*What you have to do*
Say the data back exactly as it is written below.

Given entries START

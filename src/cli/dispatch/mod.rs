use crate::cli::{
    actions::{
        linkedin, playground,
        resources::{self, Resource},
        status, Action,
    },
    commands::{
        gateway::{ARG_API_URL, ARG_DEVLOGIN_KEY, ARG_ORG_ID, ARG_PORTAL_URL, ARG_TOKEN},
        CMD_API_KEYS, CMD_INVITES, CMD_LINKEDIN_CONNECT, CMD_ME, CMD_MEMBERS, CMD_PLAYGROUND,
        CMD_STATS, CMD_STATUS, CMD_TEAMS, CMD_WORKSPACES,
    },
    globals::GlobalArgs,
};
use crate::config::PortalConfig;
use crate::integrations::Provider;
use anyhow::{anyhow, bail, ensure, Context, Result};
use secrecy::SecretString;
use std::time::Duration;
use url::Url;

/// # Errors
/// Returns an error if required arguments are missing or invalid.
pub fn handler(matches: &clap::ArgMatches) -> Result<Action> {
    let globals = global_args(matches)?;

    let action = match matches.subcommand() {
        Some((CMD_TEAMS, sub)) => resource(
            globals,
            Resource::Teams {
                mine: sub.get_flag("mine"),
            },
        ),
        Some((CMD_WORKSPACES, _)) => resource(globals, Resource::Workspaces),
        Some((CMD_MEMBERS, _)) => resource(globals, Resource::Members),
        Some((CMD_INVITES, _)) => resource(globals, Resource::Invites),
        Some((CMD_ME, _)) => resource(globals, Resource::Me),
        Some((CMD_STATS, _)) => resource(globals, Resource::Stats),
        Some((CMD_API_KEYS, _)) => resource(globals, Resource::ApiKeys),
        Some((CMD_STATUS, sub)) => {
            let provider = sub
                .get_one::<String>("provider")
                .context("missing required argument: <provider>")?
                .parse::<Provider>()
                .map_err(|e| anyhow!(e))?;
            Action::Status(status::Args {
                globals,
                provider,
                watch: sub.get_flag("watch"),
                interval: millis(sub, "interval")?,
            })
        }
        Some((CMD_LINKEDIN_CONNECT, sub)) => Action::LinkedInConnect(linkedin::Args {
            globals,
            poll_interval: millis(sub, "poll-interval")?,
        }),
        Some((CMD_PLAYGROUND, sub)) => Action::Playground(playground::Args {
            input: sub
                .get_one::<String>("input")
                .cloned()
                .context("missing required argument: <input>")?,
            seed: sub.get_one::<u64>("seed").copied(),
            no_delay: sub.get_flag("no-delay"),
        }),
        Some((other, _)) => bail!("unknown subcommand: {other}"),
        None => bail!("missing subcommand"),
    };

    Ok(action)
}

fn resource(globals: GlobalArgs, resource: Resource) -> Action {
    Action::Resource(resources::Args { globals, resource })
}

fn millis(matches: &clap::ArgMatches, id: &str) -> Result<Duration> {
    matches
        .get_one::<u64>(id)
        .copied()
        .map(Duration::from_millis)
        .with_context(|| format!("missing argument: --{id}"))
}

fn global_args(matches: &clap::ArgMatches) -> Result<GlobalArgs> {
    let config = PortalConfig::load().with_overrides(
        matches.get_one::<String>(ARG_API_URL).map(String::as_str),
        matches.get_one::<String>(ARG_PORTAL_URL).map(String::as_str),
    );
    validate_base_url(ARG_API_URL, &config.api_base_url)?;
    validate_base_url(ARG_PORTAL_URL, &config.portal_base_url)?;

    let mut globals = GlobalArgs::new(config);
    if let Some(token) = non_empty(matches, ARG_TOKEN) {
        globals.set_token(SecretString::from(token));
    }
    globals.org_id = non_empty(matches, ARG_ORG_ID);
    globals.dev_login_key = non_empty(matches, ARG_DEVLOGIN_KEY).map(SecretString::from);

    Ok(globals)
}

fn non_empty(matches: &clap::ArgMatches, id: &str) -> Option<String> {
    matches
        .get_one::<String>(id)
        .map(|value| value.trim().to_string())
        .filter(|value| !value.is_empty())
}

fn validate_base_url(name: &str, value: &str) -> Result<()> {
    let url = Url::parse(value).with_context(|| format!("invalid --{name}: {value}"))?;
    ensure!(
        matches!(url.scheme(), "http" | "https"),
        "--{name} must be an http(s) URL: {value}"
    );
    Ok(())
}

#[cfg(test)]
#[allow(clippy::unwrap_used)]
mod tests {
    use super::*;
    use crate::cli::commands;
    use secrecy::ExposeSecret;

    const CLEAR: [(&str, Option<&str>); 6] = [
        ("PORTAL_API_GATEWAY_URL", None),
        ("NEXT_PUBLIC_API_GATEWAY_URL", None),
        ("PORTAL_BASE_URL", None),
        ("PORTAL_TOKEN", None),
        ("PORTAL_ORG_ID", None),
        ("PORTAL_DEVLOGIN_KEY", None),
    ];

    fn dispatch(args: &[&str]) -> Result<Action> {
        let matches = commands::new().get_matches_from(args.iter().copied());
        handler(&matches)
    }

    #[test]
    fn test_teams_mine() {
        temp_env::with_vars(CLEAR, || {
            let action = dispatch(&["portal", "teams", "--mine", "-t", "tok123", "-o", "org1"]).unwrap();
            let Action::Resource(args) = action else {
                panic!("expected a resource action");
            };
            assert_eq!(args.resource, Resource::Teams { mine: true });
            assert_eq!(
                args.globals.token.as_ref().map(|t| t.expose_secret().to_string()),
                Some("tok123".to_string())
            );
            assert_eq!(args.globals.org_id.as_deref(), Some("org1"));
            assert_eq!(args.globals.config.api_base_url, "http://localhost:8000/api");
        });
    }

    #[test]
    fn test_api_url_flag_beats_env() {
        temp_env::with_vars(
            [
                ("PORTAL_API_GATEWAY_URL", Some("https://env.tld/api")),
                ("PORTAL_TOKEN", None),
            ],
            || {
                let action = dispatch(&["portal", "me", "--api-url", " https://flag.tld/api "]).unwrap();
                let Action::Resource(args) = action else {
                    panic!("expected a resource action");
                };
                assert_eq!(args.globals.config.api_base_url, "https://flag.tld/api");
            },
        );
    }

    #[test]
    fn test_invalid_api_url() {
        temp_env::with_vars(CLEAR, || {
            let err = dispatch(&["portal", "me", "--api-url", "not a url"]).unwrap_err();
            assert!(err.to_string().contains("invalid --api-url"));

            let err = dispatch(&["portal", "me", "--api-url", "ftp://gateway.tld"]).unwrap_err();
            assert!(err.to_string().contains("http(s)"));
        });
    }

    #[test]
    fn test_status_provider() {
        temp_env::with_vars(CLEAR, || {
            let action = dispatch(&["portal", "status", "Dynamics365", "--watch", "--interval", "250"]).unwrap();
            let Action::Status(args) = action else {
                panic!("expected a status action");
            };
            assert_eq!(args.provider, Provider::Dynamics);
            assert!(args.watch);
            assert_eq!(args.interval, Duration::from_millis(250));

            assert!(dispatch(&["portal", "status", "pipedrive"]).is_err());
        });
    }

    #[test]
    fn test_blank_token_is_ignored() {
        temp_env::with_vars(CLEAR, || {
            let action = dispatch(&["portal", "linkedin-connect", "--token", "  "]).unwrap();
            let Action::LinkedInConnect(args) = action else {
                panic!("expected a linkedin action");
            };
            assert!(args.globals.token.is_none());
            assert_eq!(args.poll_interval, Duration::from_millis(3000));
        });
    }

    #[test]
    fn test_playground() {
        temp_env::with_vars(CLEAR, || {
            let action = dispatch(&["portal", "playground", "dana@example.com", "--no-delay"]).unwrap();
            let Action::Playground(args) = action else {
                panic!("expected a playground action");
            };
            assert_eq!(args.input, "dana@example.com");
            assert_eq!(args.seed, None);
            assert!(args.no_delay);
        });
    }
}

Given entries END

*Solution to this problem*
filename src/cli/dispatch/mod.rs
use crate::cli::{
    actions::{
        linkedin, playground,
        resources::{self, Resource},
        status, Action,
    },
    commands::{
        gateway::{ARG_API_URL, ARG_DEVLOGIN_KEY, ARG_ORG_ID, ARG_PORTAL_URL, ARG_TOKEN},
        CMD_API_KEYS, CMD_INVITES, CMD_LINKEDIN_CONNECT, CMD_ME, CMD_MEMBERS, CMD_PLAYGROUND,
        CMD_STATS, CMD_STATUS, CMD_TEAMS, CMD_WORKSPACES,
    },
    globals::GlobalArgs,
};
use crate::config::PortalConfig;
use crate::integrations::Provider;
use anyhow::{anyhow, bail, ensure, Context, Result};
use secrecy::SecretString;
use std::time::Duration;
use url::Url;

/// # Errors
/// Returns an error if required arguments are missing or invalid.
pub fn handler(matches: &clap::ArgMatches) -> Result<Action> {
    let globals = global_args(matches)?;

    let action = match matches.subcommand() {
        Some((CMD_TEAMS, sub)) => resource(
            globals,
            Resource::Teams {
                mine: sub.get_flag("mine"),
            },
        ),
        Some((CMD_WORKSPACES, _)) => resource(globals, Resource::Workspaces),
        Some((CMD_MEMBERS, _)) => resource(globals, Resource::Members),
        Some((CMD_INVITES, _)) => resource(globals, Resource::Invites),
        Some((CMD_ME, _)) => resource(globals, Resource::Me),
        Some((CMD_STATS, _)) => resource(globals, Resource::Stats),
        Some((CMD_API_KEYS, _)) => resource(globals, Resource::ApiKeys),
        Some((CMD_STATUS, sub)) => {
            let provider = sub
                .get_one::<String>("provider")
                .context("missing required argument: <provider>")?
                .parse::<Provider>()
                .map_err(|e| anyhow!(e))?;
            Action::Status(status::Args {
                globals,
                provider,
                watch: sub.get_flag("watch"),
                interval: millis(sub, "interval")?,
            })
        }
        Some((CMD_LINKEDIN_CONNECT, sub)) => Action::LinkedInConnect(linkedin::Args {
            globals,
            poll_interval: millis(sub, "poll-interval")?,
        }),
        Some((CMD_PLAYGROUND, sub)) => Action::Playground(playground::Args {
            input: sub
                .get_one::<String>("input")
                .cloned()
                .context("missing required argument: <input>")?,
            seed: sub.get_one::<u64>("seed").copied(),
            no_delay: sub.get_flag("no-delay"),
        }),
        Some((other, _)) => bail!("unknown subcommand: {other}"),
        None => bail!("missing subcommand"),
    };

    Ok(action)
}

fn resource(globals: GlobalArgs, resource: Resource) -> Action {
    Action::Resource(resources::Args { globals, resource })
}

fn millis(matches: &clap::ArgMatches, id: &str) -> Result<Duration> {
    matches
        .get_one::<u64>(id)
        .copied()
        .map(Duration::from_millis)
        .with_context(|| format!("missing argument: --{id}"))
}

fn global_args(matches: &clap::ArgMatches) -> Result<GlobalArgs> {
    let config = PortalConfig::load().with_overrides(
        matches.get_one::<String>(ARG_API_URL).map(String::as_str),
        matches.get_one::<String>(ARG_PORTAL_URL).map(String::as_str),
    );
    validate_base_url(ARG_API_URL, &config.api_base_url)?;
    validate_base_url(ARG_PORTAL_URL, &config.portal_base_url)?;

    let mut globals = GlobalArgs::new(config);
    if let Some(token) = non_empty(matches, ARG_TOKEN) {
        globals.set_token(SecretString::from(token));
    }
    globals.org_id = non_empty(matches, ARG_ORG_ID);
    globals.dev_login_key = non_empty(matches, ARG_DEVLOGIN_KEY).map(SecretString::from);

    Ok(globals)
}

fn non_empty(matches: &clap::ArgMatches, id: &str) -> Option<String> {
    matches
        .get_one::<String>(id)
        .map(|value| value.trim().to_string())
        .filter(|value| !value.is_empty())
}

fn validate_base_url(name: &str, value: &str) -> Result<()> {
    let url = Url::parse(value).with_context(|| format!("invalid --{name}: {value}"))?;
    ensure!(
        matches!(url.scheme(), "http" | "https"),
        "--{name} must be an http(s) URL: {value}"
    );
    Ok(())
}

#[cfg(test)]
#[allow(clippy::unwrap_used)]
mod tests {
    use super::*;
    use crate::cli::commands;
    use secrecy::ExposeSecret;

    const CLEAR: [(&str, Option<&str>); 6] = [
        ("PORTAL_API_GATEWAY_URL", None),
        ("NEXT_PUBLIC_API_GATEWAY_URL", None),
        ("PORTAL_BASE_URL", None),
        ("PORTAL_TOKEN", None),
        ("PORTAL_ORG_ID", None),
        ("PORTAL_DEVLOGIN_KEY", None),
    ];

    fn dispatch(args: &[&str]) -> Result<Action> {
        let matches = commands::new().get_matches_from(args.iter().copied());
        handler(&matches)
    }

    #[test]
    fn test_teams_mine() {
        temp_env::with_vars(CLEAR, || {
            let action = dispatch(&["portal", "teams", "--mine", "-t", "tok123", "-o", "org1"]).unwrap();
            let Action::Resource(args) = action else {
                panic!("expected a resource action");
            };
            assert_eq!(args.resource, Resource::Teams { mine: true });
            assert_eq!(
                args.globals.token.as_ref().map(|t| t.expose_secret().to_string()),
                Some("tok123".to_string())
            );
            assert_eq!(args.globals.org_id.as_deref(), Some("org1"));
            assert_eq!(args.globals.config.api_base_url, "http://localhost:8000/api");
        });
    }

    #[test]
    fn test_api_url_flag_beats_env() {
        temp_env::with_vars(
            [
                ("PORTAL_API_GATEWAY_URL", Some("https://env.tld/api")),
                ("PORTAL_TOKEN", None),
            ],
            || {
                let action = dispatch(&["portal", "me", "--api-url", " https://flag.tld/api "]).unwrap();
                let Action::Resource(args) = action else {
                    panic!("expected a resource action");
                };
                assert_eq!(args.globals.config.api_base_url, "https://flag.tld/api");
            },
        );
    }

    #[test]
    fn test_invalid_api_url() {
        temp_env::with_vars(CLEAR, || {
            let err = dispatch(&["portal", "me", "--api-url", "not a url"]).unwrap_err();
            assert!(err.to_string().contains("invalid --api-url"));

            let err = dispatch(&["portal", "me", "--api-url", "ftp://gateway.tld"]).unwrap_err();
            assert!(err.to_string().contains("http(s)"));
        });
    }

    #[test]
    fn test_status_provider() {
        temp_env::with_vars(CLEAR, || {
            let action = dispatch(&["portal", "status", "Dynamics365", "--watch", "--interval", "250"]).unwrap();
            let Action::Status(args) = action else {
                panic!("expected a status action");
            };
            assert_eq!(args.provider, Provider::Dynamics);
            assert!(args.watch);
            assert_eq!(args.interval, Duration::from_millis(250));

            assert!(dispatch(&["portal", "status", "pipedrive"]).is_err());
        });
    }

    #[test]
    fn test_blank_token_is_ignored() {
        temp_env::with_vars(CLEAR, || {
            let action = dispatch(&["portal", "linkedin-connect", "--token", "  "]).unwrap();
            let Action::LinkedInConnect(args) = action else {
                panic!("expected a linkedin action");
            };
            assert!(args.globals.token.is_none());
            assert_eq!(args.poll_interval, Duration::from_millis(3000));
        });
    }

    #[test]
    fn test_playground() {
        temp_env::with_vars(CLEAR, || {
            let action = dispatch(&["portal", "playground", "dana@example.com", "--no-delay"]).unwrap();
            let Action::Playground(args) = action else {
                panic!("expected a playground action");
            };
            assert_eq!(args.input, "dana@example.com");
            assert_eq!(args.seed, None);
            assert!(args.no_delay);
        });
    }
}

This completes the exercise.